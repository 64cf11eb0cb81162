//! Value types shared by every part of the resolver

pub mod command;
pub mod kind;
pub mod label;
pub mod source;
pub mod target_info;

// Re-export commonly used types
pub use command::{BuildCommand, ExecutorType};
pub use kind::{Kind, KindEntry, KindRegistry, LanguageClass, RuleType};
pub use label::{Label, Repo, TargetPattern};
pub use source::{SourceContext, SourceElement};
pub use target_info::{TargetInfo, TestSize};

+-------+

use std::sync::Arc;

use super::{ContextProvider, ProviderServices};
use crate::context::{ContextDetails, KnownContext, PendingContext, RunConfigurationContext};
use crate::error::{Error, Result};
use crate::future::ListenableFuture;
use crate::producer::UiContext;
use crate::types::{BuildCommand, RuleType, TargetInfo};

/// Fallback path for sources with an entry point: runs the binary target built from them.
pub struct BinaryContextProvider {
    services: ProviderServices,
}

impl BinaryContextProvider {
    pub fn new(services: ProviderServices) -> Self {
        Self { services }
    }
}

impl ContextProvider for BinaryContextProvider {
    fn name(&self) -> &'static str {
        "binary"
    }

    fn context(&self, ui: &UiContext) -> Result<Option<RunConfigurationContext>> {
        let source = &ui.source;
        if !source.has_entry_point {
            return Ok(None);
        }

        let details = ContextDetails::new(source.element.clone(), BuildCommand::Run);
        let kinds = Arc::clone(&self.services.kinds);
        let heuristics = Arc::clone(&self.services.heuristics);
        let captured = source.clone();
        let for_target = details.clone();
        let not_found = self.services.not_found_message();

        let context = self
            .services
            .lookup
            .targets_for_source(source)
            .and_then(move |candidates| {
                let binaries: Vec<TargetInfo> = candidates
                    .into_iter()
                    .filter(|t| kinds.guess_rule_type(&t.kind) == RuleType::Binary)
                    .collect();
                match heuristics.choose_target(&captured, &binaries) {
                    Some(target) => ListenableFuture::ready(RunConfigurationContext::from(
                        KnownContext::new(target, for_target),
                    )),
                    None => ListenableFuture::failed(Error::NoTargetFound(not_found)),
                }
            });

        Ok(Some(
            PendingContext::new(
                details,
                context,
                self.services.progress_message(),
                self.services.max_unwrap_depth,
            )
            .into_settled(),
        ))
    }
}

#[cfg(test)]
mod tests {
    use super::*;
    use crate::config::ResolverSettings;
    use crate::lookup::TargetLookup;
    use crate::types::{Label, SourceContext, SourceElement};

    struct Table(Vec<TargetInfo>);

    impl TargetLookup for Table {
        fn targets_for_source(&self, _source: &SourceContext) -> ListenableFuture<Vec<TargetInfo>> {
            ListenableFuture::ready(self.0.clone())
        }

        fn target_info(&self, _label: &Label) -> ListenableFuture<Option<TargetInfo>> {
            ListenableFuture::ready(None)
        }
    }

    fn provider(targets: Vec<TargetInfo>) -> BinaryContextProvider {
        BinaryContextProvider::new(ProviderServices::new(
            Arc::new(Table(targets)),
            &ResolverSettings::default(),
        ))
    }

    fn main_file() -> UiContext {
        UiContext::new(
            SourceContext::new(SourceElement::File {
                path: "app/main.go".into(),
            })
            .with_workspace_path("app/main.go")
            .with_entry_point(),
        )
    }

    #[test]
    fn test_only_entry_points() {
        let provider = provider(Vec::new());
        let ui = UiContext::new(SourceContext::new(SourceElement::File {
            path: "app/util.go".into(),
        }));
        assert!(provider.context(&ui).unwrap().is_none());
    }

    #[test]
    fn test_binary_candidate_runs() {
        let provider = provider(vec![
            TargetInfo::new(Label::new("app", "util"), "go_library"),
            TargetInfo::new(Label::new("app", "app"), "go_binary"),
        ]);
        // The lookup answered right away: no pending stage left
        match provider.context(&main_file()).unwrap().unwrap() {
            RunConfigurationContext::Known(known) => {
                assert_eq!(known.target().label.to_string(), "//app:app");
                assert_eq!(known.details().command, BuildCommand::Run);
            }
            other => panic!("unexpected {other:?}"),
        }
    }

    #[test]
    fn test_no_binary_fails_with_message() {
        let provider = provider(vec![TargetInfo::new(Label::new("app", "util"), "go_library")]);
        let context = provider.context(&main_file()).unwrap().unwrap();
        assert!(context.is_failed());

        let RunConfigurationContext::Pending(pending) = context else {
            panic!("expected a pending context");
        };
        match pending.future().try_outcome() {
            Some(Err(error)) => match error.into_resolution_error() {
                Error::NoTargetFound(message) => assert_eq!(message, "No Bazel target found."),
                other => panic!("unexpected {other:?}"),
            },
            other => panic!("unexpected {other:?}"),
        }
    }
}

+-------+

**Work request:** What number of lines in the listing above hold the string "ListenableFuture"? Give that number and nothing else.

**Completed exercise:** 7